The risk of experiencing a shock during one year was 56% lower in the patients who got either the beta blocker-amiodarone combination or the sotalol treatment, compared with those who got a beta blocker alone. The beta blocker amiodarone combination was the most effective, reducing the incidence of shock by 73%.

However, some of the patients taking amiodarone reported side effects such as abnormally slow heartbeats and lung and thyroid problems, according to the researchers.

Individualized Approach

The researchers considered whether amiodarone or sotalol should be used immediately after defibrillator implantation or some time before the first shock occurs. Their answer, based on the study's findings, was that therapeutic decisions should be made on an individual basis.

In his practice, Goldberger says, "We typically individualize each patient, and we do not routinely put patients on amiodarone." He considers treatment with anti-arrhythmia drugs "when there is a high probability of a patienr having events, a lot of arrhythmias or if they already have had events." Approximately 40% of his defibrillator patients get one of these drugs, Goldberger says.

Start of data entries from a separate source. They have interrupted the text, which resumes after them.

use super::*;
use crate::mocks::{MockControlTransport, MockControlTransportInner};
use crate::transport::TransportError;
use futures::{future, Future};
use mockall::Sequence;
use std::pin::{pin, Pin};
use std::sync::Arc;
use std::task::{Poll, Wake, Waker};

struct NoOpWaker;

impl Wake for NoOpWaker {
    fn wake(self: Arc<Self>) {}
}

type PinnedIn =
    Pin<Box<dyn Future<Output = Result<Vec<u8>, TransportError>>>>;
type PinnedOut =
    Pin<Box<dyn Future<Output = Result<usize, TransportError>>>>;

trait PollExtras<T> {
    fn to_option(self) -> Option<T>;
}

impl<T> PollExtras<T> for Poll<T> {
    fn to_option(self) -> Option<T> {
        match self {
            Poll::Ready(t) => Some(t),
            _ => None,
        }
    }
}

fn is_class_interface(s: &SetupPacket) -> bool {
    s.request_type == RequestType::Class
        && s.recipient == Recipient::Interface
        && s.index == 0
}

fn is_get_status(s: &SetupPacket, length: &u16) -> bool {
    is_class_interface(s)
        && s.request == DFU_GETSTATUS
        && s.value == 0
        && *length == 6
}

fn is_get_state(s: &SetupPacket, length: &u16) -> bool {
    is_class_interface(s)
        && s.request == DFU_GETSTATE
        && s.value == 0
        && *length == 1
}

fn control_out_ok(_: SetupPacket, _: &[u8]) -> PinnedOut {
    Box::pin(future::ready(Ok(0)))
}

fn control_in_ok_with(
    bytes: Vec<u8>,
) -> impl FnMut(SetupPacket, u16) -> PinnedIn {
    move |_, _| Box::pin(future::ready(Ok(bytes.clone())))
}

fn delay_ok(_: u32) -> Pin<Box<dyn Future<Output = ()>>> {
    Box::pin(future::ready(()))
}

fn status_bytes(status: u8, timeout: u32, state: u8) -> Vec<u8> {
    vec![
        status,
        timeout as u8,
        (timeout >> 8) as u8,
        (timeout >> 16) as u8,
        state,
        0,
    ]
}

trait ExtraExpectations {
    fn expect_get_status(
        &mut self,
        seq: &mut Sequence,
        status: u8,
        timeout: u32,
        state: u8,
    );
    fn expect_delay(&mut self, seq: &mut Sequence, ms: u32);
    fn expect_request(&mut self, seq: &mut Sequence, request: u8);
    fn expect_get_state(&mut self, seq: &mut Sequence, state: u8);
}

impl ExtraExpectations for MockControlTransportInner {
    fn expect_get_status(
        &mut self,
        seq: &mut Sequence,
        status: u8,
        timeout: u32,
        state: u8,
    ) {
        self.expect_control_in()
            .times(1)
            .in_sequence(seq)
            .withf(is_get_status)
            .returning(control_in_ok_with(status_bytes(
                status, timeout, state,
            )));
    }

    fn expect_delay(&mut self, seq: &mut Sequence, ms: u32) {
        self.expect_delay_ms()
            .times(1)
            .in_sequence(seq)
            .withf(move |m| *m == ms)
            .returning(delay_ok);
    }

    fn expect_request(&mut self, seq: &mut Sequence, request: u8) {
        self.expect_control_out()
            .times(1)
            .in_sequence(seq)
            .withf(move |s, d| {
                is_class_interface(s)
                    && s.request == request
                    && s.value == 0
                    && d.is_empty()
            })
            .returning(control_out_ok);
    }

    fn expect_get_state(&mut self, seq: &mut Sequence, state: u8) {
        self.expect_control_in()
            .times(1)
            .in_sequence(seq)
            .withf(is_get_state)
            .returning(control_in_ok_with(vec![state]));
    }
}

fn do_test<
    SetupFn: FnMut(&mut MockControlTransportInner),
    TestFn: FnMut(&mut core::task::Context, &MockControlTransport),
>(
    mut setup: SetupFn,
    mut test: TestFn,
) {
    let w = Waker::from(Arc::new(NoOpWaker));
    let mut c = core::task::Context::from_waker(&w);

    let mut hc = MockControlTransport::default();
    setup(&mut hc.inner);
    test(&mut c, &hc);
}

#[test]
fn status_report_decodes() {
    let r =
        StatusReport::parse(&[0x00, 0xE8, 0x03, 0x00, 0x05, 0x00]).unwrap();
    assert_eq!(r.status, 0);
    assert_eq!(r.poll_timeout_ms, 1000);
    assert_eq!(r.state, DfuState::DownloadIdle);
}

#[test]
fn status_report_timeout_is_24_bit() {
    let r =
        StatusReport::parse(&[0x00, 0xFF, 0xFF, 0xFF, 0x02, 0x09]).unwrap();
    assert_eq!(r.poll_timeout_ms, 0xFF_FFFF);
    assert_eq!(r.state, DfuState::Idle);
}

#[test]
fn status_report_too_short() {
    assert_eq!(
        StatusReport::parse(&[0, 0, 0, 0, 2]),
        Err(Error::MalformedDescriptor("status report"))
    );
}

#[test]
fn unknown_state_preserved() {
    assert_eq!(DfuState::from(11), DfuState::Other(11));
    assert_eq!(DfuState::from(0xFF), DfuState::Other(0xFF));
}

#[test]
fn write_block_is_dnload() {
    do_test(
        |hc| {
            hc.expect_control_out()
                .times(1)
                .withf(|s, d| {
                    is_class_interface(s)
                        && s.request == DFU_DNLOAD
                        && s.value == 3
                        && d == [1, 2, 3]
                })
                .returning(|_, d| {
                    Box::pin(future::ready(Ok(d.len())))
                });
        },
        |c, hc| {
            let link = DfuLink::new(hc, 0);
            let r = pin!(link.write_block(3, &[1, 2, 3]));
            assert_eq!(r.poll(c).to_option().unwrap(), Ok(3));
        },
    );
}

#[test]
fn read_block_is_upload() {
    do_test(
        |hc| {
            hc.expect_control_in()
                .times(1)
                .withf(|s, length| {
                    is_class_interface(s)
                        && s.request == DFU_UPLOAD
                        && s.value == 7
                        && *length == 256
                })
                .returning(control_in_ok_with(vec![0xAA; 256]));
        },
        |c, hc| {
            let link = DfuLink::new(hc, 0);
            let r = pin!(link.read_block(7, 256));
            let data = r.poll(c).to_option().unwrap().unwrap();
            assert_eq!(data.len(), 256);
        },
    );
}

#[test]
fn detach_carries_timeout() {
    do_test(
        |hc| {
            hc.expect_control_out()
                .times(1)
                .withf(|s, d| {
                    is_class_interface(s)
                        && s.request == DFU_DETACH
                        && s.value == 500
                        && d.is_empty()
                })
                .returning(control_out_ok);
        },
        |c, hc| {
            let link = DfuLink::new(hc, 0);
            let r = pin!(link.detach(500));
            assert_eq!(r.poll(c).to_option().unwrap(), Ok(()));
        },
    );
}

#[test]
fn poll_until_returns_immediately_when_satisfied() {
    do_test(
        |hc| {
            let mut seq = Sequence::new();
            hc.expect_get_status(&mut seq, 0, 5, 2);
            // no expect_delay_ms: a sleep here would be a test failure
        },
        |c, hc| {
            let link = DfuLink::new(hc, 0);
            let r = pin!(link.poll_until(|s| s == DfuState::Idle));
            let report = r.poll(c).to_option().unwrap().unwrap();
            assert_eq!(report.state, DfuState::Idle);
        },
    );
}

#[test]
fn poll_until_sleeps_every_timeout_but_the_last() {
    do_test(
        |hc| {
            let mut seq = Sequence::new();
            hc.expect_get_status(&mut seq, 0, 10, 4);
            hc.expect_delay(&mut seq, 10);
            hc.expect_get_status(&mut seq, 0, 20, 4);
            hc.expect_delay(&mut seq, 20);
            hc.expect_get_status(&mut seq, 0, 99, 5);
        },
        |c, hc| {
            let link = DfuLink::new(hc, 0);
            let r = pin!(link.poll_until(|s| s == DfuState::DownloadIdle));
            let report = r.poll(c).to_option().unwrap().unwrap();
            assert_eq!(report.state, DfuState::DownloadIdle);
            assert_eq!(report.poll_timeout_ms, 99);
        },
    );
}

#[test]
fn poll_until_stops_in_error_state() {
    do_test(
        |hc| {
            let mut seq = Sequence::new();
            hc.expect_get_status(&mut seq, 0, 10, 4);
            hc.expect_delay(&mut seq, 10);
            hc.expect_get_status(&mut seq, 0x0E, 0, 10);
        },
        |c, hc| {
            let link = DfuLink::new(hc, 0);
            let r = pin!(link.poll_until(|s| s == DfuState::Idle));
            let report = r.poll(c).to_option().unwrap().unwrap();
            assert_eq!(report.state, DfuState::Error);
            assert_eq!(report.status, 0x0E);
        },
    );
}

#[test]
fn poll_until_idle_rejects_bad_status() {
    do_test(
        |hc| {
            let mut seq = Sequence::new();
            hc.expect_get_status(&mut seq, 0x0A, 0, 5);
        },
        |c, hc| {
            let link = DfuLink::new(hc, 0);
            let r = pin!(link.poll_until_idle("write"));
            assert_eq!(
                r.poll(c).to_option().unwrap(),
                Err(Error::Protocol {
                    state: DfuState::DownloadIdle,
                    status: 0x0A,
                    phase: "write",
                })
            );
        },
    );
}

#[test]
fn poll_until_idle_rejects_error_state() {
    do_test(
        |hc| {
            let mut seq = Sequence::new();
            hc.expect_get_status(&mut seq, 0x0E, 0, 10);
        },
        |c, hc| {
            let link = DfuLink::new(hc, 0);
            let r = pin!(link.poll_until_idle("erase"));
            assert_eq!(
                r.poll(c).to_option().unwrap(),
                Err(Error::Protocol {
                    state: DfuState::Error,
                    status: 0x0E,
                    phase: "erase",
                })
            );
        },
    );
}

#[test]
fn abort_to_idle_direct() {
    do_test(
        |hc| {
            let mut seq = Sequence::new();
            hc.expect_request(&mut seq, DFU_ABORT);
            hc.expect_get_state(&mut seq, 2);
        },
        |c, hc| {
            let link = DfuLink::new(hc, 0);
            let r = pin!(link.abort_to_idle());
            assert_eq!(r.poll(c).to_option().unwrap(), Ok(()));
        },
    );
}

#[test]
fn abort_to_idle_clears_error_state() {
    do_test(
        |hc| {
            let mut seq = Sequence::new();
            hc.expect_request(&mut seq, DFU_ABORT);
            hc.expect_get_state(&mut seq, 10);
            hc.expect_request(&mut seq, DFU_CLRSTATUS);
            hc.expect_get_state(&mut seq, 2);
        },
        |c, hc| {
            let link = DfuLink::new(hc, 0);
            let r = pin!(link.abort_to_idle());
            assert_eq!(r.poll(c).to_option().unwrap(), Ok(()));
        },
    );
}

#[test]
fn abort_to_idle_fails_when_stuck() {
    do_test(
        |hc| {
            let mut seq = Sequence::new();
            hc.expect_request(&mut seq, DFU_ABORT);
            hc.expect_get_state(&mut seq, 5);
        },
        |c, hc| {
            let link = DfuLink::new(hc, 0);
            let r = pin!(link.abort_to_idle());
            assert_eq!(
                r.poll(c).to_option().unwrap(),
                Err(Error::Protocol {
                    state: DfuState::DownloadIdle,
                    status: STATUS_OK,
                    phase: "abort did not reach idle",
                })
            );
        },
    );
}

#[test]
fn transport_errors_propagate() {
    do_test(
        |hc| {
            hc.expect_control_in()
                .times(1)
                .withf(is_get_status)
                .returning(|_, _| {
                    Box::pin(future::ready(Err(TransportError::Stall)))
                });
        },
        |c, hc| {
            let link = DfuLink::new(hc, 0);
            let r = pin!(link.get_status());
            assert_eq!(
                r.poll(c).to_option().unwrap(),
                Err(Error::Transport(TransportError::Stall))
            );
        },
    );
}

Dr. Robert L. Page, head of cardiology at the University of Washington, agrees that treatment needs to be tailored to each patient.

Drug therapy might be used immediately after implanting the defibrillator if there has been a high frequency of abnormal heartbeats or any anxiety or intolerance of the shock in the past, Page says.

For most patients, the decision on drug therapy will be made after implantation "if there is an indication that something further is needed,'' he says. Page estimates that more than 50% of his patients will be taking an anti-arrhythmia drug within two years after implantation, with most getting amiodarone because it is more effective. However, he might consider sotalol for some patients because it has a lower incidence of side effects.

"Ideally, it would be great if we could prevent all [shocks]," Goldberger says. 'A defibrillator is a wonderful thing; it saves lives. But the mechanism by which it saves lives is that first you must have a cardiac arrest, then the defibrillator resuscitates. A more ideal way would be to prevent the arrest from happening."